## Exercise brief
Copy out the entries that follow, exactly as written.

[Collected data entries]
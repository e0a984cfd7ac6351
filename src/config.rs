//! Gateway configuration loaded from environment variables.
//!
//! Follows 12-factor style: all settings come from environment variables
//! (or a `.env` file via `dotenvy`).

use std::net::SocketAddr;

use anyhow::Context;

use crate::domain::Address;

/// Output format for the tracing subscriber.
#[derive(Debug, Clone, Copy, PartialEq, Eq)]
pub enum LogFormat {
    /// Human-readable lines.
    Text,
    /// One JSON object per line.
    Json,
}

/// Top-level gateway configuration.
///
/// Loaded once at startup via [`GatewayConfig::from_env`].
#[derive(Debug, Clone)]
pub struct GatewayConfig {
    /// Socket address to bind the HTTP server to (e.g. `0.0.0.0:3000`).
    pub listen_addr: SocketAddr,

    /// The ledger's own account: deposit destination and purchase source.
    pub ledger_account: Address,

    /// Capacity of the EventBus broadcast channel.
    pub event_bus_capacity: usize,

    /// Per-request timeout applied by the HTTP stack.
    pub request_timeout_secs: u64,

    /// Asset contracts pools may be created for. `None` accepts any asset.
    pub allowed_assets: Option<Vec<Address>>,

    /// Starting balance of every asset for every non-custody holder in the
    /// in-memory asset gateway.
    pub sandbox_initial_balance: u128,

    /// Tracing output format.
    pub log_format: LogFormat,
}

impl GatewayConfig {
    /// Loads configuration from environment variables.
    ///
    /// Falls back to sensible defaults when a variable is not set.
    /// Calls `dotenvy::dotenv().ok()` to optionally load a `.env` file.
    ///
    /// # Errors
    ///
    /// Returns an error if `LISTEN_ADDR` cannot be parsed as a
    /// [`SocketAddr`], or if `LEDGER_ACCOUNT` or an `ALLOWED_ASSETS` entry
    /// is not a valid address.
    pub fn from_env() -> anyhow::Result<Self> {
        dotenvy::dotenv().ok();

        let listen_addr: SocketAddr = std::env::var("LISTEN_ADDR")
            .unwrap_or_else(|_| "0.0.0.0:3000".to_string())
            .parse()
            .context("LISTEN_ADDR is not a socket address")?;

        let ledger_account = Address::parse(
            &std::env::var("LEDGER_ACCOUNT").unwrap_or_else(|_| "poola-ledger".to_string()),
        )
        .context("LEDGER_ACCOUNT is not a valid address")?;

        let event_bus_capacity = parse_env("EVENT_BUS_CAPACITY", 10_000);
        let request_timeout_secs = parse_env("REQUEST_TIMEOUT_SECS", 30);
        let sandbox_initial_balance = parse_env("SANDBOX_INITIAL_BALANCE", 0);

        let allowed_assets = match std::env::var("ALLOWED_ASSETS") {
            Ok(raw) => parse_address_list(&raw).context("ALLOWED_ASSETS holds an invalid address")?,
            Err(_) => None,
        };

        let log_format = match std::env::var("LOG_FORMAT").ok().as_deref() {
            Some("json") | Some("JSON") => LogFormat::Json,
            _ => LogFormat::Text,
        };

        Ok(Self {
            listen_addr,
            ledger_account,
            event_bus_capacity,
            request_timeout_secs,
            allowed_assets,
            sandbox_initial_balance,
            log_format,
        })
    }
}

/// Parses a comma-separated address list. An empty or blank list means
/// "no restriction".
fn parse_address_list(raw: &str) -> Result<Option<Vec<Address>>, crate::error::LedgerError> {
    let entries: Vec<&str> = raw
        .split(',')
        .map(str::trim)
        .filter(|s| !s.is_empty())
        .collect();
    if entries.is_empty() {
        return Ok(None);
    }
    entries
        .into_iter()
        .map(Address::parse)
        .collect::<Result<Vec<_>, _>>()
        .map(Some)
}

/// Parses an environment variable as `T`, returning `default` on missing
/// or invalid values.
fn parse_env<T: std::str::FromStr>(key: &str, default: T) -> T {
    std::env::var(key)
        .ok()
        .and_then(|v| v.parse().ok())
        .unwrap_or(default)
}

## Written reply
repository e0a984cfd7ac6351
filename src/config.rs
//! Gateway configuration loaded from environment variables.
//!
//! Follows 12-factor style: all settings come from environment variables
//! (or a `.env` file via `dotenvy`).

use std::net::SocketAddr;

use anyhow::Context;

use crate::domain::Address;

/// Output format for the tracing subscriber.
#[derive(Debug, Clone, Copy, PartialEq, Eq)]
pub enum LogFormat {
    /// Human-readable lines.
    Text,
    /// One JSON object per line.
    Json,
}

/// Top-level gateway configuration.
///
/// Loaded once at startup via [`GatewayConfig::from_env`].
#[derive(Debug, Clone)]
pub struct GatewayConfig {
    /// Socket address to bind the HTTP server to (e.g. `0.0.0.0:3000`).
    pub listen_addr: SocketAddr,

    /// The ledger's own account: deposit destination and purchase source.
    pub ledger_account: Address,

    /// Capacity of the EventBus broadcast channel.
    pub event_bus_capacity: usize,

    /// Per-request timeout applied by the HTTP stack.
    pub request_timeout_secs: u64,

    /// Asset contracts pools may be created for. `None` accepts any asset.
    pub allowed_assets: Option<Vec<Address>>,

    /// Starting balance of every asset for every non-custody holder in the
    /// in-memory asset gateway.
    pub sandbox_initial_balance: u128,

    /// Tracing output format.
    pub log_format: LogFormat,
}

impl GatewayConfig {
    /// Loads configuration from environment variables.
    ///
    /// Falls back to sensible defaults when a variable is not set.
    /// Calls `dotenvy::dotenv().ok()` to optionally load a `.env` file.
    ///
    /// # Errors
    ///
    /// Returns an error if `LISTEN_ADDR` cannot be parsed as a
    /// [`SocketAddr`], or if `LEDGER_ACCOUNT` or an `ALLOWED_ASSETS` entry
    /// is not a valid address.
    pub fn from_env() -> anyhow::Result<Self> {
        dotenvy::dotenv().ok();

        let listen_addr: SocketAddr = std::env::var("LISTEN_ADDR")
            .unwrap_or_else(|_| "0.0.0.0:3000".to_string())
            .parse()
            .context("LISTEN_ADDR is not a socket address")?;

        let ledger_account = Address::parse(
            &std::env::var("LEDGER_ACCOUNT").unwrap_or_else(|_| "poola-ledger".to_string()),
        )
        .context("LEDGER_ACCOUNT is not a valid address")?;

        let event_bus_capacity = parse_env("EVENT_BUS_CAPACITY", 10_000);
        let request_timeout_secs = parse_env("REQUEST_TIMEOUT_SECS", 30);
        let sandbox_initial_balance = parse_env("SANDBOX_INITIAL_BALANCE", 0);

        let allowed_assets = match std::env::var("ALLOWED_ASSETS") {
            Ok(raw) => parse_address_list(&raw).context("ALLOWED_ASSETS holds an invalid address")?,
            Err(_) => None,
        };

        let log_format = match std::env::var("LOG_FORMAT").ok().as_deref() {
            Some("json") | Some("JSON") => LogFormat::Json,
            _ => LogFormat::Text,
        };

        Ok(Self {
            listen_addr,
            ledger_account,
            event_bus_capacity,
            request_timeout_secs,
            allowed_assets,
            sandbox_initial_balance,
            log_format,
        })
    }
}

/// Parses a comma-separated address list. An empty or blank list means
/// "no restriction".
fn parse_address_list(raw: &str) -> Result<Option<Vec<Address>>, crate::error::LedgerError> {
    let entries: Vec<&str> = raw
        .split(',')
        .map(str::trim)
        .filter(|s| !s.is_empty())
        .collect();
    if entries.is_empty() {
        return Ok(None);
    }
    entries
        .into_iter()
        .map(Address::parse)
        .collect::<Result<Vec<_>, _>>()
        .map(Some)
}

/// Parses an environment variable as `T`, returning `default` on missing
/// or invalid values.
fn parse_env<T: std::str::FromStr>(key: &str, default: T) -> T {
    std::env::var(key)
        .ok()
        .and_then(|v| v.parse().ok())
        .unwrap_or(default)
}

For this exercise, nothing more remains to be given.